This is supposed to be the most tightly controlled party convention in the history of party conventions. Everyone is supposed to be on message that Mitt Romney is a human being that doesn't bleed greenbacks when he cuts himself shaving.

But some Republicans aren't having it. Ron Paul delegates are furious with the high-handed tyrannical  tactics the Romney people are using to prevent them from speaking. Some Paul supporters were so disgusted with the treatment they have received that some of them shouted, "Romney cannot beat Obama!" on the convention floor.

Was this just frustration with the lousy treatment the Oberst-Gruppenführer running the convention was giving them, or is it one of those accidentally-told-the-truth moments?

Four Biggies Out of Tampa

FactCheck.org has a new page up with four very blatant lies that have come out of Tampa so far this week. They are:

  • A misleading statistic about women’s job losses that has grown so stale it is now wholly false. 
  • More bogus claims about “raiding” Medicare and the doctor-patient relationship under Obama’s Affordable Care Act. 
  • A completely false claim that more than half of the younger generation is unemployed. (Actually, 86 percent who want work have it.) 
  • More false claims that Obama blocked the Keystone XL Pipeline. Construction has already begun on the southern leg of the project, and the company says it expects approval for the Canada-to-U.S. leg early next year.

It's pretty sad that they have to lie to such a great degree like this.

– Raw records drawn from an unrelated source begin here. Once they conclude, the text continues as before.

//! SeaORM 存储实现
//!
//! 统一的数据库存储层，支持 SQLite、PostgreSQL 和 MySQL。

mod assignments;
mod class_users;
mod classes;
mod grades;
mod notifications;
mod submissions;
mod users;

use crate::config::DatabaseConfig;
use crate::errors::{GradebookError, Result};
use migration::{Migrator, MigratorTrait};
use sea_orm::{ConnectOptions, Database, DatabaseConnection};
use std::time::Duration;
use tracing::info;

/// SeaORM 存储实现
#[derive(Clone)]
pub struct SeaOrmStorage {
    pub(crate) db: DatabaseConnection,
}

impl SeaOrmStorage {
    /// 连接数据库并运行迁移
    pub async fn connect(config: &DatabaseConfig) -> Result<Self> {
        let db_url = Self::build_database_url(&config.url)?;

        // 根据数据库类型选择连接方式
        let db = if db_url.starts_with("sqlite://") {
            Self::connect_sqlite(&db_url, config).await?
        } else {
            Self::connect_generic(&db_url, config).await?
        };

        Self::migrate(&db).await?;

        info!("SeaORM 存储初始化完成，数据库: {}", db_url);

        Ok(Self { db })
    }

    /// 内存 SQLite，单连接，已运行迁移
    pub async fn in_memory() -> Result<Self> {
        let mut opt = ConnectOptions::new("sqlite::memory:");
        opt.max_connections(1)
            .min_connections(1)
            .sqlx_logging(false);

        let db = Database::connect(opt)
            .await
            .map_err(|e| GradebookError::database_connection(format!("内存数据库连接失败: {e}")))?;

        Self::migrate(&db).await?;

        Ok(Self { db })
    }

    async fn migrate(db: &DatabaseConnection) -> Result<()> {
        Migrator::up(db, None)
            .await
            .map_err(|e| GradebookError::database_operation(format!("数据库迁移失败: {e}")))
    }

    /// SQLite 专用连接（WAL + pragma 优化）
    async fn connect_sqlite(url: &str, config: &DatabaseConfig) -> Result<DatabaseConnection> {
        use sea_orm::SqlxSqliteConnector;
        use sea_orm::sqlx::sqlite::{
            SqliteConnectOptions, SqliteJournalMode, SqlitePoolOptions, SqliteSynchronous,
        };
        use std::str::FromStr;

        let opt = SqliteConnectOptions::from_str(url)
            .map_err(|e| GradebookError::database_config(format!("SQLite URL 解析失败: {e}")))?
            .create_if_missing(true)
            .foreign_keys(true)
            .journal_mode(SqliteJournalMode::Wal)
            .synchronous(SqliteSynchronous::Normal)
            .busy_timeout(Duration::from_secs(5))
            .pragma("cache_size", "-64000")
            .pragma("temp_store", "memory");

        let pool = SqlitePoolOptions::new()
            .max_connections(config.pool_size)
            .min_connections(1)
            .test_before_acquire(true)
            .acquire_timeout(Duration::from_secs(config.timeout))
            .idle_timeout(Duration::from_secs(300))
            .connect_with(opt)
            .await
            .map_err(|e| GradebookError::database_connection(format!("SQLite 连接失败: {e}")))?;

        Ok(SqlxSqliteConnector::from_sqlx_sqlite_pool(pool))
    }

    /// 通用连接（PostgreSQL、MySQL 等）
    async fn connect_generic(url: &str, config: &DatabaseConfig) -> Result<DatabaseConnection> {
        let mut opt = ConnectOptions::new(url);
        opt.max_connections(config.pool_size)
            .min_connections(1)
            .connect_timeout(Duration::from_secs(config.timeout))
            .acquire_timeout(Duration::from_secs(config.timeout))
            .idle_timeout(Duration::from_secs(600))
            .max_lifetime(Duration::from_secs(1800))
            .sqlx_logging(false);

        Database::connect(opt)
            .await
            .map_err(|e| GradebookError::database_connection(format!("无法连接到数据库: {e}")))
    }

    /// 从 URL 自动推断数据库类型并构建连接 URL
    fn build_database_url(url: &str) -> Result<String> {
        if url.starts_with("sqlite://") {
            Ok(url.to_string())
        } else if url.ends_with(".db") || url.ends_with(".sqlite") {
            Ok(format!("sqlite://{url}?mode=rwc"))
        } else if url.starts_with("postgres://")
            || url.starts_with("postgresql://")
            || url.starts_with("mysql://")
            || url.starts_with("mariadb://")
        {
            Ok(url.to_string())
        } else {
            Err(GradebookError::database_config(format!(
                "无法从 URL 推断数据库类型: {url}. 支持: sqlite://, postgres://, mysql://, 或 .db/.sqlite 文件路径"
            )))
        }
    }
}

// Storage trait 实现
use crate::models::{
    assignments::{Assignment, AssignmentPatch, DeleteOutcome, NewAssignment},
    class_users::{ClassUser, EnrolledStudent},
    classes::Class,
    grades::{Grade, GradeRecord, StudentGradeItem},
    notifications::{NewNotification, Notification},
    reports::SubmissionRecord,
    submissions::{Submission, SubmissionContent},
    users::User,
};
use crate::storage::Storage;
use async_trait::async_trait;

#[async_trait]
impl Storage for SeaOrmStorage {
    // 用户模块
    async fn get_user_by_id(&self, id: i64) -> Result<Option<User>> {
        self.get_user_by_id_impl(id).await
    }

    // 班级模块
    async fn get_class_by_id(&self, class_id: i64) -> Result<Option<Class>> {
        self.get_class_by_id_impl(class_id).await
    }

    // 选课模块
    async fn get_class_user(&self, class_id: i64, user_id: i64) -> Result<Option<ClassUser>> {
        self.get_class_user_impl(class_id, user_id).await
    }

    async fn list_active_students(&self, class_id: i64) -> Result<Vec<EnrolledStudent>> {
        self.list_active_students_impl(class_id).await
    }

    // 作业模块
    async fn create_assignment(&self, assignment: NewAssignment) -> Result<Assignment> {
        self.create_assignment_impl(assignment).await
    }

    async fn get_assignment_by_id(&self, id: i64) -> Result<Option<Assignment>> {
        self.get_assignment_by_id_impl(id).await
    }

    async fn list_class_assignments(
        &self,
        class_id: i64,
        include_inactive: bool,
    ) -> Result<Vec<Assignment>> {
        self.list_class_assignments_impl(class_id, include_inactive)
            .await
    }

    async fn update_assignment(
        &self,
        id: i64,
        patch: AssignmentPatch,
        updated_at: chrono::DateTime<chrono::Utc>,
    ) -> Result<Option<Assignment>> {
        self.update_assignment_impl(id, patch, updated_at).await
    }

    async fn delete_assignment(
        &self,
        id: i64,
        updated_at: chrono::DateTime<chrono::Utc>,
    ) -> Result<Option<DeleteOutcome>> {
        self.delete_assignment_impl(id, updated_at).await
    }

    // 提交模块
    async fn upsert_submission(
        &self,
        assignment_id: i64,
        student_id: i64,
        content: SubmissionContent,
        submitted_at: chrono::DateTime<chrono::Utc>,
    ) -> Result<(Submission, bool)> {
        self.upsert_submission_impl(assignment_id, student_id, content, submitted_at)
            .await
    }

    async fn get_submission_by_id(&self, id: i64) -> Result<Option<Submission>> {
        self.get_submission_by_id_impl(id).await
    }

    async fn list_submission_records(&self, assignment_id: i64) -> Result<Vec<SubmissionRecord>> {
        self.list_submission_records_impl(assignment_id).await
    }

    // 成绩模块
    async fn record_grade(&self, record: GradeRecord) -> Result<(Grade, bool)> {
        self.record_grade_impl(record).await
    }

    async fn get_grade(&self, assignment_id: i64, student_id: i64) -> Result<Option<Grade>> {
        self.get_grade_impl(assignment_id, student_id).await
    }

    async fn list_student_grades(
        &self,
        class_id: i64,
        student_id: i64,
    ) -> Result<Vec<StudentGradeItem>> {
        self.list_student_grades_impl(class_id, student_id).await
    }

    // 通知模块
    async fn create_notifications(&self, notifications: Vec<NewNotification>) -> Result<u64> {
        self.create_notifications_impl(notifications).await
    }

    async fn list_user_notifications(&self, user_id: i64) -> Result<Vec<Notification>> {
        self.list_user_notifications_impl(user_id).await
    }
}
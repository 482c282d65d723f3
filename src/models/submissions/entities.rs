use serde::{Deserialize, Serialize};
use ts_rs::TS;

// 提交状态
#[derive(Debug, Clone, Copy, Serialize, Deserialize, PartialEq, Eq, TS)]
#[serde(rename_all = "snake_case")]
#[ts(export, export_to = "../frontend/src/types/generated/submission.ts")]
pub enum SubmissionStatus {
    Submitted,
    Graded,
}

impl std::fmt::Display for SubmissionStatus {
    fn fmt(&self, f: &mut std::fmt::Formatter<'_>) -> std::fmt::Result {
        match self {
            SubmissionStatus::Submitted => write!(f, "submitted"),
            SubmissionStatus::Graded => write!(f, "graded"),
        }
    }
}

impl std::str::FromStr for SubmissionStatus {
    type Err = String;

    fn from_str(s: &str) -> Result<Self, Self::Err> {
        match s {
            "submitted" => Ok(SubmissionStatus::Submitted),
            "graded" => Ok(SubmissionStatus::Graded),
            _ => Err(format!("Invalid submission status: {s}")),
        }
    }
}

#[derive(Debug, Clone, Serialize, Deserialize, TS)]
#[ts(export, export_to = "../frontend/src/types/generated/submission.ts")]
pub struct Submission {
    pub id: i64,
    pub assignment_id: i64,
    pub student_id: i64,
    pub submission_text: Option<String>,
    /// 附件引用，保持提交时的顺序
    pub attachments: Vec<String>,
    pub status: SubmissionStatus,
    pub submitted_at: chrono::DateTime<chrono::Utc>,
    pub graded_at: Option<chrono::DateTime<chrono::Utc>>,
}

/// 提交内容
///
/// `attachments` 缺省为空列表，`submission_text` 缺省为空。
#[derive(Debug, Clone, Default, PartialEq, Deserialize, TS)]
#[ts(export, export_to = "../frontend/src/types/generated/submission.ts")]
pub struct SubmissionContent {
    #[serde(default)]
    pub submission_text: Option<String>,
    #[serde(default)]
    pub attachments: Vec<String>,
}
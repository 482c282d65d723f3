//! 班级实体

use sea_orm::entity::prelude::*;

#[derive(Clone, Debug, PartialEq, DeriveEntityModel)]
#[sea_orm(table_name = "classes")]
pub struct Model {
    #[sea_orm(primary_key)]
    pub id: i64,
    pub teacher_id: i64,
    pub class_name: String,
    #[sea_orm(column_type = "Text", nullable)]
    pub description: Option<String>,
    pub created_at: i64,
    pub updated_at: i64,
}

#[derive(Copy, Clone, Debug, EnumIter, DeriveRelation)]
pub enum Relation {
    #[sea_orm(
        belongs_to = "super::users::Entity",
        from = "Column::TeacherId",
        to = "super::users::Column::Id"
    )]
    Teacher,
    #[sea_orm(has_many = "super::class_users::Entity")]
    ClassUsers,
    #[sea_orm(has_many = "super::assignments::Entity")]
    Assignments,
}

impl Related<super::class_users::Entity> for Entity {
    fn to() -> RelationDef {
        Relation::ClassUsers.def()
    }
}

impl Related<super::assignments::Entity> for Entity {
    fn to() -> RelationDef {
        Relation::Assignments.def()
    }
}

impl ActiveModelBehavior for ActiveModel {}

// 从数据库模型转换为业务模型
impl Model {
    pub fn into_class(self) -> crate::models::classes::Class {
        use chrono::{DateTime, Utc};

        crate::models::classes::Class {
            id: self.id,
            class_name: self.class_name,
            description: self.description,
            teacher_id: self.teacher_id,
            created_at: DateTime::<Utc>::from_timestamp(self.created_at, 0).unwrap_or_default(),
            updated_at: DateTime::<Utc>::from_timestamp(self.updated_at, 0).unwrap_or_default(),
        }
    }
}
//! 成绩计算
//!
//! 纯函数集合：百分比、等级映射、绩点、加权成绩、评分细则、描述统计与等级分布。
//! 不访问存储，也不读取时间。

mod rubric;
mod scale;
mod stats;

pub use rubric::{CriterionBreakdown, RubricCriterion, RubricScore, rubric_score};
pub use scale::{DEFAULT_SCALE, gpa_points, letter_grade, letter_grade_with};
pub use stats::{
    DescriptiveStats, DistributionBucket, WeightedItem, descriptive_stats, grade_distribution,
    weighted_grade,
};

/// 计算百分比，`total` 为 0 时返回 0，不做范围截断
pub fn percentage(points: f64, total: f64) -> f64 {
    if total == 0.0 {
        return 0.0;
    }
    points / total * 100.0
}

/// 保留两位小数
pub fn round2(value: f64) -> f64 {
    (value * 100.0).round() / 100.0
}
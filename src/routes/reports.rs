use actix_web::{HttpRequest, HttpResponse, web};

use crate::errors::GradebookError;
use crate::middlewares::RequireJWT;
use crate::models::common::ApiResponse;
use crate::models::reports::{ExportFormat, ExportQuery, ReportQuery};
use crate::services::ReportService;

// 作业提交对账报告
pub async fn get_report(
    req: HttpRequest,
    service: web::Data<ReportService>,
    path: web::Path<i64>,
    query: web::Query<ReportQuery>,
) -> Result<HttpResponse, GradebookError> {
    let actor = RequireJWT::actor(&req)?;
    let report = service
        .get_submissions_report(&actor, path.into_inner(), query.status)
        .await?;
    Ok(HttpResponse::Ok().json(ApiResponse::success(report, "获取成功")))
}

// 导出报告，默认 CSV
pub async fn export_report(
    req: HttpRequest,
    service: web::Data<ReportService>,
    path: web::Path<i64>,
    query: web::Query<ExportQuery>,
) -> Result<HttpResponse, GradebookError> {
    let actor = RequireJWT::actor(&req)?;
    let query = query.into_inner();
    let format = match query.format.as_deref() {
        Some(f) => f.parse::<ExportFormat>().map_err(GradebookError::validation)?,
        None => ExportFormat::default(),
    };

    let file = service
        .export_report(&actor, path.into_inner(), format, query.status)
        .await?;

    Ok(HttpResponse::Ok()
        .content_type(file.content_type)
        .insert_header((
            "Content-Disposition",
            format!("attachment; filename=\"{}\"", file.filename),
        ))
        .body(file.body))
}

Why don't they talk about their accomplishments?




If Karl Rove is Saying it...

...then Mitt Romney has a problem.

This is an issue that has hurt Romney because again it’s fed up people who already have an instinct and a suspicion about him [that] he’s a rich guy, [and] must be hiding something. But I’ve also been a little bit mystified about Romney’s response.

We all are as well, Karl.

Tuesday, August 28, 2012

Shovel To The Head Stunned



I didn't it was possible to cram so much truth into six minutes before!


Monday, August 27, 2012

Just Out of the Gate and Already Out of Gas

Last week Mitt Romney offered an energy plan that promised "energy independence." In reality it was just hot air:
The Romney energy plan, laid out in a 21-page white paper, relies heavily on creating deeper partnerships with Mexico and Canada. Mexico could use technical help to reverse its declining oil production, he said, and "Canada has oil sands. We're going to take advantage of those, and build that Keystone pipeline and work with Canada to make sure we have advantage of their great energy sources."
All told, that would dramatically boost oil and gas production, the candidate said. 
"I will set a national goal of ... North American energy independence by 2020."
So, let me get this straight: Romney's plan to make America "energy independent" relies completely on Canada and Mexico. Any plan based on a direct contradiction of its basic premise isn't a plan, but a big fat lie.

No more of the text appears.